§ **Task brief**
Only lines with the string "UploadPolicy" should be returned from the data below.

§ **Input data**
Segment Open

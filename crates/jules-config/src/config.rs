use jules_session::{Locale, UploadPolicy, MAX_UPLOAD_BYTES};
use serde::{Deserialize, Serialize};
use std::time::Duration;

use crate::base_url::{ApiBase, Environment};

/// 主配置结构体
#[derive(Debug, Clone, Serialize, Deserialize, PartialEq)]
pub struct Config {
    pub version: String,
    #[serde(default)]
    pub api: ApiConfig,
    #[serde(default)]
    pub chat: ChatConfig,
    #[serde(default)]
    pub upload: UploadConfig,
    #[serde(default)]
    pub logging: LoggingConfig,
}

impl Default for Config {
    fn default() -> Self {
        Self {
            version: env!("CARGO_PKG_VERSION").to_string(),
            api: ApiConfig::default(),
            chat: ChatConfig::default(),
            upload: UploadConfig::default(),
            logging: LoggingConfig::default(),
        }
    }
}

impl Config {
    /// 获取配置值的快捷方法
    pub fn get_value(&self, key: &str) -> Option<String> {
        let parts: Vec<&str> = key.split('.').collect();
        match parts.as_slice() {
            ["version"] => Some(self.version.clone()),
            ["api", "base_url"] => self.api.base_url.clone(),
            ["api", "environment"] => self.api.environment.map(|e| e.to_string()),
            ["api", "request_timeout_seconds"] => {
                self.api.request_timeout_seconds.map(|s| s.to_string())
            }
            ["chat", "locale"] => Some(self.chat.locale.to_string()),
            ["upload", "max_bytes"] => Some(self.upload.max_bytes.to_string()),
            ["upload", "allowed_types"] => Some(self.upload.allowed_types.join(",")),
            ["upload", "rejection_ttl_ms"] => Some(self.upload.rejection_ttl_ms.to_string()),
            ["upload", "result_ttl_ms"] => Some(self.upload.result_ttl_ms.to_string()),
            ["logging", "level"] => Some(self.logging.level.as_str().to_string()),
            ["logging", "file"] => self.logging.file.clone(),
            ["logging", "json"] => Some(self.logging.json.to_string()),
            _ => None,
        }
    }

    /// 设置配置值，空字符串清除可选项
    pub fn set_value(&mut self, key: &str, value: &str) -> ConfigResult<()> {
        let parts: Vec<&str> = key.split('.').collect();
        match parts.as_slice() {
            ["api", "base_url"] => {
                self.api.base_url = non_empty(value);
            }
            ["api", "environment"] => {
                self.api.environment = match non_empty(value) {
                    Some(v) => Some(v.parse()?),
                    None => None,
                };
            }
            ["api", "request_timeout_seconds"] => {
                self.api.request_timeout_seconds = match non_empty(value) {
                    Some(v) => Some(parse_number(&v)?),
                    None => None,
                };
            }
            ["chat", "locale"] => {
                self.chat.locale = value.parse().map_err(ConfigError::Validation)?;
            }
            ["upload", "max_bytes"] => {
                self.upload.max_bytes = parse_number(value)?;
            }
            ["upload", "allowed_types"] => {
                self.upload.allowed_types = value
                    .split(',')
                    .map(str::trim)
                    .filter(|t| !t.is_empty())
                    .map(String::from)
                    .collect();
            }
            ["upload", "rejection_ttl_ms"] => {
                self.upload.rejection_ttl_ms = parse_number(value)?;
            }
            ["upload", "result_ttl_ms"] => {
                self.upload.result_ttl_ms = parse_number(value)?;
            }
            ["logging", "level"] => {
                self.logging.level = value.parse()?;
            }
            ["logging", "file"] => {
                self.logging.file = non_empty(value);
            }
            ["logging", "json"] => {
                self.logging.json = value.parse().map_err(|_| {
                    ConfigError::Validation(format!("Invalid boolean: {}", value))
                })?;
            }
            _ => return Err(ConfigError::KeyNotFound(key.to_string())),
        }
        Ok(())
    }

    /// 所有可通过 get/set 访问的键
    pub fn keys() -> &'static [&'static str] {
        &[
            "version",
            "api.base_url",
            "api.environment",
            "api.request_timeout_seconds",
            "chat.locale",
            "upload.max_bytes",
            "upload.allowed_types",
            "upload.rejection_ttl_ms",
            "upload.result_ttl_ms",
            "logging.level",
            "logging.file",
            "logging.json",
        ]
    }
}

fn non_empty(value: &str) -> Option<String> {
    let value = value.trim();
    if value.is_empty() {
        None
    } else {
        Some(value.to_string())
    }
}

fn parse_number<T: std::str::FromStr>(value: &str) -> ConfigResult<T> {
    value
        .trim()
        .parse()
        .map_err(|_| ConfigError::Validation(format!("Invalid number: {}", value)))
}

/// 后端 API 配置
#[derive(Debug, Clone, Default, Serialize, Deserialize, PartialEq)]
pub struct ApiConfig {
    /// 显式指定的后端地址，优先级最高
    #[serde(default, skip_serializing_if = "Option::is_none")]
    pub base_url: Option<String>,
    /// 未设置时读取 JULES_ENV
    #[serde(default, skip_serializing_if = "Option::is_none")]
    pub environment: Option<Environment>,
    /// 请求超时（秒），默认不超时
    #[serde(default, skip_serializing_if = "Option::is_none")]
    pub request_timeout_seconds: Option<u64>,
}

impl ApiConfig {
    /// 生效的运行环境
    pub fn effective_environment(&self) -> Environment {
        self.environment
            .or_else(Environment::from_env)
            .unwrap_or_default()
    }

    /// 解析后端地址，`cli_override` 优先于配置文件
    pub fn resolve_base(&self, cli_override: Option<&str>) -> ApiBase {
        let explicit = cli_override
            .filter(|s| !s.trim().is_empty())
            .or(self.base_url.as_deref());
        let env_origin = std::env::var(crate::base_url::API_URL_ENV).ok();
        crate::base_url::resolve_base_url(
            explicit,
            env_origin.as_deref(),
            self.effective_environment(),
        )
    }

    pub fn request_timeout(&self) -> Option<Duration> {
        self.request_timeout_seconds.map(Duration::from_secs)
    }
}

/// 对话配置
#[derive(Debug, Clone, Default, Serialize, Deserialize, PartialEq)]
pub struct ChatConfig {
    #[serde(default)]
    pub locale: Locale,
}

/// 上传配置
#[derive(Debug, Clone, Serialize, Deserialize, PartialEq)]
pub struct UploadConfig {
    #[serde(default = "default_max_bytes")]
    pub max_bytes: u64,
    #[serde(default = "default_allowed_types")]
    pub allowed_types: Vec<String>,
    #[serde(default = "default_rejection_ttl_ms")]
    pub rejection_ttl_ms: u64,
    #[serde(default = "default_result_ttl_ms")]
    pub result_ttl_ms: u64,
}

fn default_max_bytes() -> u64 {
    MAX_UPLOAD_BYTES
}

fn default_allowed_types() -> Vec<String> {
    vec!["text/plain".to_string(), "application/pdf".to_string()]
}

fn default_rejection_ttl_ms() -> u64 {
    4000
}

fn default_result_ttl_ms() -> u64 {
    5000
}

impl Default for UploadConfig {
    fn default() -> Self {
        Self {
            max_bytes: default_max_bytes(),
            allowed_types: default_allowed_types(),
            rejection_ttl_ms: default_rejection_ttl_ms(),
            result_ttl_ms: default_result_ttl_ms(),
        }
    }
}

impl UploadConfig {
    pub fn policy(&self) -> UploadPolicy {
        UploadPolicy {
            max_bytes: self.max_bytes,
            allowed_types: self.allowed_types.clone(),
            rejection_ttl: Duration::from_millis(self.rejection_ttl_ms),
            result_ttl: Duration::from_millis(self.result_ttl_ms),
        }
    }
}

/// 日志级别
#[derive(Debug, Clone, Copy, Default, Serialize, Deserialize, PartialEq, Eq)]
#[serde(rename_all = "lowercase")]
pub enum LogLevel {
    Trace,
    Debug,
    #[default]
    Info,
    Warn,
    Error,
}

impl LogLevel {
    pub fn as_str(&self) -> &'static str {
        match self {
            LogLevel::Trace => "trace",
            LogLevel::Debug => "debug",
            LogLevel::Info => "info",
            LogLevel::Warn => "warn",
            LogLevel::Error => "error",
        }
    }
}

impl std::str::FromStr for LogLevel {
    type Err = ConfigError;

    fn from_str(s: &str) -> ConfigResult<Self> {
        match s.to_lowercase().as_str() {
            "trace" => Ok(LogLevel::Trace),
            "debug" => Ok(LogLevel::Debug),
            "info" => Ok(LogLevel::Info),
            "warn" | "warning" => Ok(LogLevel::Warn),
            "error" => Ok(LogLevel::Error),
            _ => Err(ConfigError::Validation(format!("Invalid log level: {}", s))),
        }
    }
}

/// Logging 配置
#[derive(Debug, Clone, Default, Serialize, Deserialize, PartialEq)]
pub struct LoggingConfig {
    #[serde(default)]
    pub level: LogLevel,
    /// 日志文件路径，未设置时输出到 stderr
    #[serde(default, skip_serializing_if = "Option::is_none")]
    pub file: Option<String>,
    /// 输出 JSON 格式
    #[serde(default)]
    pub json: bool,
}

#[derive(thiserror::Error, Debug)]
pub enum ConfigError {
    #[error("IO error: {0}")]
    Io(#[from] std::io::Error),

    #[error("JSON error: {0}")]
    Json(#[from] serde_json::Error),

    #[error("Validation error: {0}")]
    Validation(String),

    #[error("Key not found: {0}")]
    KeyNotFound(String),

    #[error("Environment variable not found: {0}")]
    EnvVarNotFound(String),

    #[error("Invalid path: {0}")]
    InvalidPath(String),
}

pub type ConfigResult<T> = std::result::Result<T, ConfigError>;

Segment Closed

§ **Solution**
use jules_session::{Locale, UploadPolicy, MAX_UPLOAD_BYTES};
    pub fn policy(&self) -> UploadPolicy {
        UploadPolicy {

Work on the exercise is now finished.